===== Data extracts

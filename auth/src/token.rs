//! Opaque session tokens.
//!
//! A token is 256 random bits encoded as base64url. Only its SHA-256 digest
//! is stored, so a leaked sessions table cannot be replayed.

use crate::constants::{SESSION_TOKEN_BYTES, SESSION_TOKEN_LEN};
use base64::Engine;
use base64::engine::general_purpose::URL_SAFE_NO_PAD;
use rand::RngCore;
use sha2::{Digest, Sha256};

/// Generate a cryptographically secure random token.
///
/// Returns a 256-bit random token encoded as base64url (43 characters).
#[must_use]
pub fn generate_token() -> String {
    let mut random_bytes = [0u8; SESSION_TOKEN_BYTES];
    rand::thread_rng().fill_bytes(&mut random_bytes);
    URL_SAFE_NO_PAD.encode(random_bytes)
}

/// Lowercase hex SHA-256 digest of `token`, as stored at rest.
///
/// # Examples
///
/// ```
/// use party_rsvp_auth::token::hash_token;
///
/// assert_eq!(hash_token("abc").len(), 64);
/// assert_eq!(hash_token("abc"), hash_token("abc"));
/// ```
#[must_use]
pub fn hash_token(token: &str) -> String {
    format!("{:x}", Sha256::digest(token.as_bytes()))
}

/// `true` if `token` could have been produced by [`generate_token`].
#[must_use]
pub fn is_well_formed(token: &str) -> bool {
    token.len() == SESSION_TOKEN_LEN
        && URL_SAFE_NO_PAD
            .decode(token)
            .is_ok_and(|bytes| bytes.len() == SESSION_TOKEN_BYTES)
}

==========

Work to be completed: Only the lines from the one bearing "token.len() == SESSION_TOKEN_LEN" through the end of the entries above belong in the answer, each one exactly as given.

Result for this exercise:
    token.len() == SESSION_TOKEN_LEN
        && URL_SAFE_NO_PAD
            .decode(token)
            .is_ok_and(|bytes| bytes.len() == SESSION_TOKEN_BYTES)
}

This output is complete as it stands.